I hope to announce details of funding from a fisheries measure under the EU structural funds to assist the authority with other infrastructure projects in the three harbours by the end of June.
Foot-and-Mouth Disease
2.
Mr McCarthy
asked the Minister of Agriculture and Rural Development to give her assessment of compensation for farmers and rural businesses affected by foot-and-mouth disease.
Ms Rodgers:
The Department of Agriculture and Rural Development pays compensation to owners of animals affected by the disease or for those which have been in contact with affected animals or been exposed to the infection. It can also pay for a limited range of other material such as carcasses, fodder or feeding stuffs, which have been directly implicated as a disease risk. The Department has so far paid out in excess of £2·4 million, and we estimate that as much again still has to be paid. All the straightforward claims should be paid in the next few weeks.
In relation to the wider economic impact of the foot-and- mouth crisis, the First Minister and the Deputy First Minister were able to announce last week a support package for those businesses worst affected by the crisis. This included measures such as the deferment of rates and the launch of a £1 million tourism recovery strategy by the Minister of Enterprise, Trade and Investment.
Mr McCarthy:
I thank the Minister for her contribution over this terrible period, but many businesses continue to have real financial problems as a result of the foot-and- mouth crisis.

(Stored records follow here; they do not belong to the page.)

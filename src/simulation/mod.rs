//! Simulation lifecycle management.
//!
//! - [`Simulation`]: one job, its state machine, and its runner handle
//! - [`SimulationRegistry`]: the in-memory map of live simulations
//! - [`SimulationManager`]: the facade used by the HTTP layer

mod job;
mod manager;
mod parameters;
mod registry;
mod state;

pub use job::{Simulation, SimulationInfo};
pub use manager::{SimulationManager, SimulationSummary};
pub use parameters::SimulationParameters;
pub use registry::{SharedSimulation, SimulationRegistry};
pub use state::{SimulationState, StateTransition};
impl SimulationManager {
    /// Create a manager with an empty registry.
    pub fn new(simulations_root: impl Into<PathBuf>, runner: Arc<dyn ExternalRunner>) -> Self {
        Self::with_registry(Arc::new(SimulationRegistry::new()), simulations_root, runner)
    }

    /// Create a manager over an existing registry.
    pub fn with_registry(
        registry: Arc<SimulationRegistry>,
        simulations_root: impl Into<PathBuf>,
        runner: Arc<dyn ExternalRunner>,
    ) -> Self {
        Self {
            registry,
            runner,
            simulations_root: simulations_root.into(),
        }
    }

    /// The registry backing this manager.
    pub fn registry(&self) -> &Arc<SimulationRegistry> {
        &self.registry
    }

    /// Directory holding every simulation's working directory.
    pub fn simulations_root(&self) -> &Path {
        &self.simulations_root
    }

    /// Create a new simulation and return its id.
    pub async fn create_simulation(&self, parameters: SimulationParameters) -> Result<Uuid> {
        let simulation =
            Simulation::create(&self.simulations_root, parameters, self.runner.as_ref()).await?;
        Ok(self.registry.insert(simulation).await)
    }

    /// Id, parameters, and current state of one simulation.
    pub async fn get_simulation(&self, id: Uuid) -> Result<SimulationInfo> {
        let shared = self.lookup(id).await?;
        let mut simulation = shared.lock().await;
        simulation.ensure_present()?;
        Ok(simulation.info())
    }

    /// Start the external runner of a simulation.
    pub async fn run_simulation(&self, id: Uuid) -> Result<()> {
        let shared = self.lookup(id).await?;
        let mut simulation = shared.lock().await;
        simulation.run(self.runner.as_ref()).await
    }

    /// Force-terminate a running simulation.
    pub async fn stop_simulation(&self, id: Uuid) -> Result<()> {
        let shared = self.lookup(id).await?;
        let mut simulation = shared.lock().await;
        simulation.stop()
    }

    /// Delete a simulation and all of its files.
    pub async fn delete_simulation(&self, id: Uuid) -> Result<()> {
        let shared = self.lookup(id).await?;
        let mut simulation = shared.lock().await;
        simulation.delete().await?;
        // Still under the simulation lock, so nobody observes a deleted
        // simulation through the registry.
        self.registry.remove(id).await?;
        Ok(())
    }

    /// Current state, advanced if the runner finished since the last read.
    pub async fn get_simulation_state(&self, id: Uuid) -> Result<SimulationState> {
        let shared = self.lookup(id).await?;
        let mut simulation = shared.lock().await;
        simulation.ensure_present()?;
        Ok(simulation.state())
    }

    /// Path of the output bundle, `None` until the simulation completed.
    pub async fn get_simulation_output_path(&self, id: Uuid) -> Result<Option<PathBuf>> {
        let shared = self.lookup(id).await?;
        let mut simulation = shared.lock().await;
        simulation.ensure_present()?;
        Ok(simulation.output_path())
    }

    /// Request a target state: `RUNNING` runs, `STOPPED` stops.
    ///
    /// Any other target is rejected before the simulation is looked up.
    pub async fn update_simulation(
        &self,
        id: Uuid,
        target: SimulationState,
    ) -> Result<SimulationState> {
        if !target.is_requestable() {
            tracing::warn!(simulation_id = %id, state = %target, "Unsupported state requested");
            return Err(SimulationError::UnsupportedRequest { state: target });
        }

        if target == SimulationState::Running {
            self.run_simulation(id).await?;
        } else {
            self.stop_simulation(id).await?;
        }
        Ok(target)
    }

    /// Every live simulation with its current state, oldest first.
    pub async fn list_simulations(&self) -> Vec<SimulationInfo> {
        let mut items = Vec::new();
        for shared in self.registry.list().await {
            let mut simulation = shared.lock().await;
            if simulation.is_deleted() {
                continue;
            }
            items.push(simulation.info());
        }
        items.sort_by_key(|info| info.created_at);
        items
    }

    /// Count of simulations per state.
    pub async fn summary(&self) -> SimulationSummary {
        let mut summary = SimulationSummary::default();
        for info in self.list_simulations().await {
            match info.state {
                SimulationState::Created => summary.created += 1,
                SimulationState::Running => summary.running += 1,
                SimulationState::Completed => summary.completed += 1,
                SimulationState::Failed => summary.failed += 1,
                SimulationState::Stopped => summary.stopped += 1,
            }
            summary.total += 1;
        }
        summary
    }

    async fn lookup(&self, id: Uuid) -> Result<SharedSimulation> {
        self.registry.get(id).await
    }
}

/// Summary of all simulations.
#[derive(Debug, Default, Clone, PartialEq, Eq, serde::Serialize)]
pub struct SimulationSummary {
    pub total: usize,
    pub created: usize,
    pub running: usize,
    pub completed: usize,
    pub failed: usize,
    pub stopped: usize,
}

Has the help for business scheme, which was set up recently, attracted many applications, and does the Minister agree that people other than the farmers who are affected - for example, those involved in tourism, open farms, horse racing and motorcycle racing - are looking for more than just rate relief in compensation?
Ms Rodgers:
The Member's question is not a matter for me but one for the Department of Enterprise, Trade and Investment, because it is about compensation outside the jurisdiction of my Department.
Peace II
3.
Mr A Doherty
asked the Minister of Agriculture and Rural Development to detail how much money will be available for rural communities through the new Peace II programme.
Ms Rodgers:
Under the Peace II programme, some 45 million euros have been allocated to agriculture and rural development. When that sum is supplemented by Government co-financing, it equates to over £40 million for direct assistance to rural communities across Northern Ireland.
Mr A Doherty:
Can the Minister say what form the assistance will take and where it will be targeted?
Ms Rodgers:
Around £16 million will be provided for a natural resource rural tourism initiative. The aim of that is to create a quality tourism product in rural areas with tourism potential, thus increasing the contribution that tourism makes to the local economy.

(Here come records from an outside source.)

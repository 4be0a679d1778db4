//! Command-line interface.

mod config;

use std::path::PathBuf;

use clap::{Args, Parser, Subcommand, ValueEnum};

use crate::config::Config;

pub use config::{ConfigCommand, run_config_command};

#[derive(Parser, Debug)]
#[command(name = "simforge")]
#[command(version, about = "Create, run, monitor, and delete external simulation jobs")]
pub struct Cli {
    /// Log output format
    #[arg(long, global = true, env = "SIMFORGE_LOG_FORMAT", value_enum, default_value_t = LogFormat::Pretty)]
    pub log_format: LogFormat,

    #[command(subcommand)]
    pub command: Command,
}

#[derive(Subcommand, Debug, Clone)]
pub enum Command {
    /// Serve the simulation API
    Serve(ServeArgs),

    /// Inspect the resolved configuration
    #[command(subcommand)]
    Config(ConfigCommand),
}

/// Flags overriding the environment for `serve`.
#[derive(Args, Debug, Clone, Default)]
pub struct ServeArgs {
    /// Address to bind
    #[arg(long)]
    pub host: Option<String>,

    /// Port to bind
    #[arg(long)]
    pub port: Option<u16>,

    /// Directory holding the simulation working directories
    #[arg(long)]
    pub root: Option<PathBuf>,

    /// External program launched for each run
    #[arg(long)]
    pub runner: Option<PathBuf>,

    /// Argument passed to the runner program (repeatable)
    #[arg(long = "runner-arg", allow_hyphen_values = true)]
    pub runner_args: Vec<String>,
}

impl ServeArgs {
    pub fn apply(&self, config: &mut Config) {
        if let Some(host) = &self.host {
            config.http.host = host.clone();
        }
        if let Some(port) = self.port {
            config.http.port = port;
        }
        if let Some(root) = &self.root {
            config.simulations_root = root.clone();
        }
        if let Some(runner) = &self.runner {
            config.runner.program = Some(runner.clone());
        }
        if !self.runner_args.is_empty() {
            config.runner.args = self.runner_args.clone();
        }
    }
}

#[derive(ValueEnum, Debug, Clone, Copy, PartialEq, Eq, Default)]
pub enum LogFormat {
    #[default]
    Pretty,
    Json,
}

A rural intermediary funding body is likely to administer measures valued at over £4 million, which relate to the diversification of agricultural activities, renovation and development of villages, encouraging tourism and craft activities. Around £20 million of funding will be allocated as part of measures designed to provide training for farmers, investment in agricultural holdings and diversification of agriculture activities. That will be implemented by the Department's agri-food development service.
The natural resource rural tourism target areas chosen will be disadvantaged locations which are designated as environmentally sensitive areas and/or areas of outstanding natural beauty. Likely target areas are the Antrim coast and glens, the Mournes, the Sperrins, Fermanagh and south Armagh.

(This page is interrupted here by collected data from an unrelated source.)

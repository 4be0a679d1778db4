//! Error types for the external runner.

use std::path::PathBuf;

/// Errors that can occur while launching or packaging a run.
#[derive(Debug, thiserror::Error)]
pub enum RunnerError {
    /// The external program could not be spawned.
    #[error("Failed to spawn {program}: {reason}")]
    SpawnFailed { program: PathBuf, reason: String },

    /// The parameters could not be handed to the runner.
    #[error("Failed to write parameters: {0}")]
    Parameters(#[from] serde_json::Error),

    /// Packaging the output artifacts failed.
    #[error("Failed to bundle artifacts into {path}: {reason}")]
    Bundle { path: PathBuf, reason: String },

    /// Zip archive error.
    #[error("Zip error: {0}")]
    Zip(#[from] zip::result::ZipError),

    /// I/O error.
    #[error("I/O error: {0}")]
    Io(#[from] std::io::Error),
}

/// Result type for runner operations.
pub type Result<T> = std::result::Result<T, RunnerError>;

The rural intermediary funding body will deliver a number of measures under Peace II: diversification of agriculture activities; renovation and development of villages; encouragement for tourism; and provision of basic services for the rural economy and population. The agri-food development service measures will be targeted at farmers and farm families through training, which will involve the creation of local farms as model units, and peer mentoring. There will also be assistance for groups of farmers working to improve farm produce quality, and for those who wish to diversify into non-farming activities by helping to develop the necessary skills to obtain off-farm employment.
Mr Armstrong:
Members know how important it is to ensure that no money is squandered. Why, therefore, is £6 million being spent on the storage of meat-and- bone meal which is earmarked for incineration at temperatures of over 1,000°C? Would it be possible to have an incinerator in the Province that could be used for purposes other than getting rid of meat-and-bone meal - [Interruption].
Mr Deputy Speaker:
Mr Armstrong, is that directly relevant to question 3? You know the procedures of the House. What you say must be relevant to the questions as shown, and that is not the case in this instance.
Mr Armstrong:
Funding could come from Peace II.
Mr Deputy Speaker:
That is not relevant.
Mr McHugh:
Go raibh maith agat, a LeasCheann Comhairle. In regard to the delivery and implementation of Peace II, can the Minister assure us that the Department of Agriculture and Rural Development will work closely with local communities to ensure that all projects in the next round, or as many of those as possible, have a positive outcome? We do not want to have the same difficulties as we had in the past with area-based strategy action groups.
Ms Rodgers:
The Department will go out of its way to ensure that there will be rationalisation. It has appointed a consultant to ensure that the regulations and access to the schemes will be clarified and made simpler for people. The Department is aware of the need to ensure that all groups - particularly farm families who did not avail sufficiently the last time around - will be enabled and encouraged to access the schemes that are available this time.
Professional Fees
4.
Mr Poots
asked the Minister of Agriculture and Rural Development to confirm whether pig farmers, who were refused assistance under the pig outgoers scheme, will have their professional fees reimbursed.
Ms Rodgers:
No. All potential applicants to the outgoers scheme had to provide a professional estimate of the losses they incurred by keeping out of pig production for 10 years. When issued with an application form, applicants were advised that no aid, be it compensation for loss or for valuation fees incurred, would be paid if the bid failed.
Mr Poots:
I am very disappointed by that response. Around 80 farmers missed out on the pig outgoers scheme, and most of those had had to pay approximately £350 plus VAT to make those applications. That is a relatively small figure for the Department to find, yet it would help alleviate the losses incurred by those who did not gain support under the pig outgoers scheme.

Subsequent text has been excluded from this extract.